• REQUIREMENT
What lines of the data below hold the string "BTreeMap"? Copy each one.

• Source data
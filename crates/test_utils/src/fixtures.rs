//! Pre-built Test Fixtures
//!
//! Provides ready-to-use test data for common entities across the workflow
//! and rules engines. These fixtures are designed to be consistent and
//! predictable for unit tests.

use std::collections::BTreeMap;

use chrono::{DateTime, TimeZone, Utc};
use core_kernel::{Context, OperationMetadata, RuleId, Value, WorkflowId};
use serde_json::json;
use uuid::Uuid;

/// Fixture for identifier test data
pub struct IdFixtures;

impl IdFixtures {
    /// Creates a deterministic workflow ID for testing
    pub fn workflow_id() -> WorkflowId {
        WorkflowId::from_uuid(Uuid::parse_str("550e8400-e29b-41d4-a716-446655440001").unwrap())
    }

    /// Creates a deterministic rule ID for testing
    pub fn rule_id() -> RuleId {
        RuleId::from_uuid(Uuid::parse_str("550e8400-e29b-41d4-a716-446655440002").unwrap())
    }
}

/// Fixture for temporal test data
pub struct TemporalFixtures;

impl TemporalFixtures {
    /// Standard rule effective date (Jan 1, 2024)
    pub fn effective_from() -> DateTime<Utc> {
        Utc.with_ymd_and_hms(2024, 1, 1, 0, 0, 0).unwrap()
    }

    /// Standard rule expiry date (Dec 31, 2024)
    pub fn effective_until() -> DateTime<Utc> {
        Utc.with_ymd_and_hms(2024, 12, 31, 23, 59, 59).unwrap()
    }

    /// Mid-window timestamp for applicability tests
    pub fn mid_window() -> DateTime<Utc> {
        Utc.with_ymd_and_hms(2024, 6, 15, 12, 0, 0).unwrap()
    }

    /// Pre-window timestamp
    pub fn before_window() -> DateTime<Utc> {
        Utc.with_ymd_and_hms(2023, 12, 1, 0, 0, 0).unwrap()
    }

    /// Post-window timestamp
    pub fn after_window() -> DateTime<Utc> {
        Utc.with_ymd_and_hms(2025, 2, 1, 0, 0, 0).unwrap()
    }
}

/// Fixture for operation metadata
pub struct MetadataFixtures;

impl MetadataFixtures {
    /// Metadata originating from the test harness itself
    pub fn system() -> OperationMetadata {
        OperationMetadata::new("test-harness")
    }

    /// Metadata attributed to a named reviewer
    pub fn reviewer(name: &str) -> OperationMetadata {
        let mut metadata = OperationMetadata::new("test-harness");
        metadata.initiated_by = Some(name.to_string());
        metadata
    }
}

/// Fixture for evaluation contexts
pub struct ContextFixtures;

impl ContextFixtures {
    /// A senior patient requesting an imaging procedure
    pub fn senior_imaging_patient() -> Context {
        let mut context = Context::new();
        context.set("patient.age", Value::from(72i64));
        context.set("patient.state", Value::from("CA"));
        context.set("procedure.code", Value::from("70551"));
        context.set("procedure.category", Value::from("imaging"));
        context.set("coverage.active", Value::from(true));
        context
    }

    /// A routine adult patient with active coverage
    pub fn routine_patient() -> Context {
        let mut context = Context::new();
        context.set("patient.age", Value::from(34i64));
        context.set("patient.state", Value::from("WA"));
        context.set("procedure.code", Value::from("99213"));
        context.set("procedure.category", Value::from("office_visit"));
        context.set("coverage.active", Value::from(true));
        context
    }
}

/// Fixture for workflow variables
pub struct VariableFixtures;

impl VariableFixtures {
    /// Starting variables for a prior-authorization workflow
    pub fn prior_auth() -> BTreeMap<String, serde_json::Value> {
        BTreeMap::from([
            ("patient.age".to_string(), json!(72)),
            ("patient.member_id".to_string(), json!("MBR-1001")),
            ("procedure.code".to_string(), json!("70551")),
            ("coverage.active".to_string(), json!(true)),
        ])
    }

    /// Starting variables for a claim-review workflow
    pub fn claim_review() -> BTreeMap<String, serde_json::Value> {
        BTreeMap::from([
            ("claim.number".to_string(), json!("CLM-2024-0001")),
            ("claim.billed_amount".to_string(), json!(1250.00)),
            ("claim.diagnosis".to_string(), json!("M54.5")),
        ])
    }
}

• RESULT FOR THIS EXERCISE
use std::collections::BTreeMap;
    pub fn prior_auth() -> BTreeMap<String, serde_json::Value> {
        BTreeMap::from([
    pub fn claim_review() -> BTreeMap<String, serde_json::Value> {
        BTreeMap::from([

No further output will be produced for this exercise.